Lines containing the word "tracing" are to be copied from the data below.

---- Material shown

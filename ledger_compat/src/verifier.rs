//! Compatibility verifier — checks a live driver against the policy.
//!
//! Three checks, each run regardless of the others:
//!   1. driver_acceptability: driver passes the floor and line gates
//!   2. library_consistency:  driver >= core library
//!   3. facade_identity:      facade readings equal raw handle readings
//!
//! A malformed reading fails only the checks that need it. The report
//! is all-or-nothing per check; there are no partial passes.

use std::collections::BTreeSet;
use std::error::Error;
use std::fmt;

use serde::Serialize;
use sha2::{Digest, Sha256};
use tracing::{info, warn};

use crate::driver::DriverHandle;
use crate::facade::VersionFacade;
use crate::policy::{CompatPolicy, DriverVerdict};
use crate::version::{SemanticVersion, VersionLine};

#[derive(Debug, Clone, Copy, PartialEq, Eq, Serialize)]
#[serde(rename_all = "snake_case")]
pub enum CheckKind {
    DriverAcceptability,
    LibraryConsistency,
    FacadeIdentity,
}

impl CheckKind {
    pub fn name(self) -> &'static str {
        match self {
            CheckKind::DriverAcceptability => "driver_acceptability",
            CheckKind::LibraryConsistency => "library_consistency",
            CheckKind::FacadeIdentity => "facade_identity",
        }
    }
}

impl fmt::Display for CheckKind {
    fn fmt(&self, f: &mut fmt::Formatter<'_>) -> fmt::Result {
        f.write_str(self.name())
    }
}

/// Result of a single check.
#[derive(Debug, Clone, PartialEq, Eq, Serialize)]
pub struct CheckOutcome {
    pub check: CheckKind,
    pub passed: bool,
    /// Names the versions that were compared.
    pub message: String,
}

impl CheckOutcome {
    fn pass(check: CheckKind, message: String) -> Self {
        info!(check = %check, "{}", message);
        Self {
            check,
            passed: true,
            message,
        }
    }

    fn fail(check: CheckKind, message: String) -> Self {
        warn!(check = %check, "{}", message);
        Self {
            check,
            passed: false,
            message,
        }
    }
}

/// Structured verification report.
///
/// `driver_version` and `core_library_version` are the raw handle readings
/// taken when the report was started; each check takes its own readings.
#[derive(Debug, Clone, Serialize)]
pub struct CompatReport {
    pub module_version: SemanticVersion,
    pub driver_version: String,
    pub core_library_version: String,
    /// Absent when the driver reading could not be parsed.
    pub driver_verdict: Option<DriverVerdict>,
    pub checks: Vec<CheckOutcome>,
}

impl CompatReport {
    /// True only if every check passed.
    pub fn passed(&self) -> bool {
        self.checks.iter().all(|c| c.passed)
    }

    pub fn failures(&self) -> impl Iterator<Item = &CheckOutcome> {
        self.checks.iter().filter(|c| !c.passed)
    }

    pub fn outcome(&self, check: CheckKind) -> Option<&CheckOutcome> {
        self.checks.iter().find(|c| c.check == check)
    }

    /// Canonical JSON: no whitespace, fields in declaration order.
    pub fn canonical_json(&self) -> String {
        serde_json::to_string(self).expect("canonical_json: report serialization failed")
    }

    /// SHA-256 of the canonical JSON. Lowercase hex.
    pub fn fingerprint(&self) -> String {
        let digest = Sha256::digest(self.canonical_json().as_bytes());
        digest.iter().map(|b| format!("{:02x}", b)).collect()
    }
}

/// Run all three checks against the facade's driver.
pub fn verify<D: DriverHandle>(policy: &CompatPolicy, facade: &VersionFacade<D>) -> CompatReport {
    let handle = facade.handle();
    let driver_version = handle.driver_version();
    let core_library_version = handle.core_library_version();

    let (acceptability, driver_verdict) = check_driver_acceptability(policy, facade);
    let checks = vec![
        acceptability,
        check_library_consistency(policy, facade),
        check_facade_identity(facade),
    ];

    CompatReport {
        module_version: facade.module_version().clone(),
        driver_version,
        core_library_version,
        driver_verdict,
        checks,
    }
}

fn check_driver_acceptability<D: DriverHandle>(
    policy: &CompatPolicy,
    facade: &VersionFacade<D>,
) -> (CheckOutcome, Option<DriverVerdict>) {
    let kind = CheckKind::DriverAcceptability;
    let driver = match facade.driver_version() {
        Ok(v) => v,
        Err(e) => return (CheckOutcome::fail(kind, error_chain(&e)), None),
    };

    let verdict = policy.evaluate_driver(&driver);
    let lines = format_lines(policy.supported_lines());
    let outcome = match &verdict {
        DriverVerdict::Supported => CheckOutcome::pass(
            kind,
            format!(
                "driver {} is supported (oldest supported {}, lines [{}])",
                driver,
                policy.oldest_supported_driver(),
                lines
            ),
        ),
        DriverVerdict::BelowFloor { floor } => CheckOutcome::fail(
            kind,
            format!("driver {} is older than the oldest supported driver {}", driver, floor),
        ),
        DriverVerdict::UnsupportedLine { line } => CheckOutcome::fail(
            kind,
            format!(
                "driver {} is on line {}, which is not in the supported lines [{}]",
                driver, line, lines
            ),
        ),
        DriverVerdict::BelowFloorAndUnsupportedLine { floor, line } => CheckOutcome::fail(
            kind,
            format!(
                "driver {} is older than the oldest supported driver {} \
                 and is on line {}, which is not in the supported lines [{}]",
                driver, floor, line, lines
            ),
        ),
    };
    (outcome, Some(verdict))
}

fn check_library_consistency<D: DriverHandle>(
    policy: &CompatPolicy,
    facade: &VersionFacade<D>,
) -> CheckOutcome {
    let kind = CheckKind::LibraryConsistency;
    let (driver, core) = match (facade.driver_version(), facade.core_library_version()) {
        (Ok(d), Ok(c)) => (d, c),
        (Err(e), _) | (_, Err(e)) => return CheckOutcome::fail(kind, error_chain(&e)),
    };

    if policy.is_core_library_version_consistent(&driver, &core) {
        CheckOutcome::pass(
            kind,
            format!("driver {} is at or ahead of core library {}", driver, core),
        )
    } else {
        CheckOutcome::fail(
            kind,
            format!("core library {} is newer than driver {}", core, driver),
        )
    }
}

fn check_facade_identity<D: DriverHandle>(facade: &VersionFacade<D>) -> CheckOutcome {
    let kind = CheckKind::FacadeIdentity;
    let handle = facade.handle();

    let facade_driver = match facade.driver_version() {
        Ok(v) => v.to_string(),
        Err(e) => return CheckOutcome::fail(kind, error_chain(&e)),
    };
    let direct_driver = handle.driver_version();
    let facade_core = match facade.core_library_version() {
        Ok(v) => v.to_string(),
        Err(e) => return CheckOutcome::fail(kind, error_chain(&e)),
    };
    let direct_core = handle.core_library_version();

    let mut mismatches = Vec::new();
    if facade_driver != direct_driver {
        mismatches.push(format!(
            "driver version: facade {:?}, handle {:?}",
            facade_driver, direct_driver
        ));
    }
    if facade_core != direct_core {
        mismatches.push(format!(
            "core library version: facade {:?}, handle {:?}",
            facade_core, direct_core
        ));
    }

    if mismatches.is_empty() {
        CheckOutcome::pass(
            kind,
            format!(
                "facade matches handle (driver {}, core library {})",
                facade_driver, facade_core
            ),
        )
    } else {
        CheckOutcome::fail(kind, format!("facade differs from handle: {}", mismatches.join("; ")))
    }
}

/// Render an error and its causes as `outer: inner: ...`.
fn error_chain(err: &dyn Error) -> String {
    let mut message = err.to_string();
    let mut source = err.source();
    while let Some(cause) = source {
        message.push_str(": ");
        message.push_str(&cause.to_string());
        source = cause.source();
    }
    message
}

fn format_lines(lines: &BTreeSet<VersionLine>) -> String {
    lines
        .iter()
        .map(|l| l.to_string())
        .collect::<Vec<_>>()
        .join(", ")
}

--------
---- Material shown

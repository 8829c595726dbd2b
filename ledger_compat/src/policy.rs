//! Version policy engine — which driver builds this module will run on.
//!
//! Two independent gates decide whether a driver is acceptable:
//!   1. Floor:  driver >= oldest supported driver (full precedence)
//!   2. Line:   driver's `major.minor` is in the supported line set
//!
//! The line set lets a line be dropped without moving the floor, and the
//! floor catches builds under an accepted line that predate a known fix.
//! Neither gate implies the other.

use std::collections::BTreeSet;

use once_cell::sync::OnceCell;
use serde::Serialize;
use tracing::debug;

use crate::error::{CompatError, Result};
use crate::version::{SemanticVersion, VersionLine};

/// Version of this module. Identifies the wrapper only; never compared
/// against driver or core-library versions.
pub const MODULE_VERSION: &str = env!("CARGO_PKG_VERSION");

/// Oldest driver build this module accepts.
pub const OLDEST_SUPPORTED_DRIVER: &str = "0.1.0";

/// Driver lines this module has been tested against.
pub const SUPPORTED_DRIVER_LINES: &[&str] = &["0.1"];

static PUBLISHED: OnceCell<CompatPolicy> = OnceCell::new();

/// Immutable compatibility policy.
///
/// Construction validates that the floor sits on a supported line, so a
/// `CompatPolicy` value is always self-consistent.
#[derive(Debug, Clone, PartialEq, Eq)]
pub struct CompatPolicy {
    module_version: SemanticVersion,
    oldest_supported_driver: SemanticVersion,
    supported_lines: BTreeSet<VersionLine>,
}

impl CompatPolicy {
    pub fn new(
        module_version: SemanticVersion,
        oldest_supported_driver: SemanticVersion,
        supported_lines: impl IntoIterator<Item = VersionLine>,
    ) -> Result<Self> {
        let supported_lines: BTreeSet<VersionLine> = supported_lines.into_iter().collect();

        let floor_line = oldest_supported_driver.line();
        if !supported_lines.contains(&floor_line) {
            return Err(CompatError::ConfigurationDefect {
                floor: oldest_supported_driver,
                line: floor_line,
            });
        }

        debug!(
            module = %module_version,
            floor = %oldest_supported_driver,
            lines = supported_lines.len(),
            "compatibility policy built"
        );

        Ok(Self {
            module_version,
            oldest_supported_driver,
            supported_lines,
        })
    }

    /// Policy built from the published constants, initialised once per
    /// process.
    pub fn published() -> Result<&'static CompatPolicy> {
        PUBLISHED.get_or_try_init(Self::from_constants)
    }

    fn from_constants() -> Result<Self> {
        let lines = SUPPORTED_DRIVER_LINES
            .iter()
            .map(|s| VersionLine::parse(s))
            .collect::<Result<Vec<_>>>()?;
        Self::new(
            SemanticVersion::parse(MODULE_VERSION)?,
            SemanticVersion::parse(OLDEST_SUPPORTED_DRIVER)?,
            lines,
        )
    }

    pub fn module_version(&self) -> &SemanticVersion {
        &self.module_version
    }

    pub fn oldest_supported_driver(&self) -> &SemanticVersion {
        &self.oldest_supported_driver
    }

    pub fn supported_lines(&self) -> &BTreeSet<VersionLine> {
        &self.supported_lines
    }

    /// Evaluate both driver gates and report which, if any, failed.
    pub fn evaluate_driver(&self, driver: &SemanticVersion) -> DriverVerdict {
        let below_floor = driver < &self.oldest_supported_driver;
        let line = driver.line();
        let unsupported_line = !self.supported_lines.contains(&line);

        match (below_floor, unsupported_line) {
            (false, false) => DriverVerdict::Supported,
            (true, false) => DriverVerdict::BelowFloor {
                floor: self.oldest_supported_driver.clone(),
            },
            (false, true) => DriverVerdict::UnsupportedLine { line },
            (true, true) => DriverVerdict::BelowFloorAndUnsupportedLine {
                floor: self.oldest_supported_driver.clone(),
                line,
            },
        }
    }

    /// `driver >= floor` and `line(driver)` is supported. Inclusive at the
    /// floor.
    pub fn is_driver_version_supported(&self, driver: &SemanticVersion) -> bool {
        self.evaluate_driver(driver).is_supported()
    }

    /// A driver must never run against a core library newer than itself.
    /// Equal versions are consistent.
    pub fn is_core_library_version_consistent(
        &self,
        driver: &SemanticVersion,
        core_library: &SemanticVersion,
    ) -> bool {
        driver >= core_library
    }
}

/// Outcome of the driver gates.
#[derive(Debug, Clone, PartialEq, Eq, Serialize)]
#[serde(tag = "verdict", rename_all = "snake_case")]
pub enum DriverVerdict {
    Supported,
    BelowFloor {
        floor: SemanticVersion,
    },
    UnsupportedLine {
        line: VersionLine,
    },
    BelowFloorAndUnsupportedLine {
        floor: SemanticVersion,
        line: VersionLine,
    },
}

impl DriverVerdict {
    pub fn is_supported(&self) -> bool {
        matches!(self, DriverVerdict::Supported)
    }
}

--------

Result of the task ::
use tracing::{info, warn};
use tracing::debug;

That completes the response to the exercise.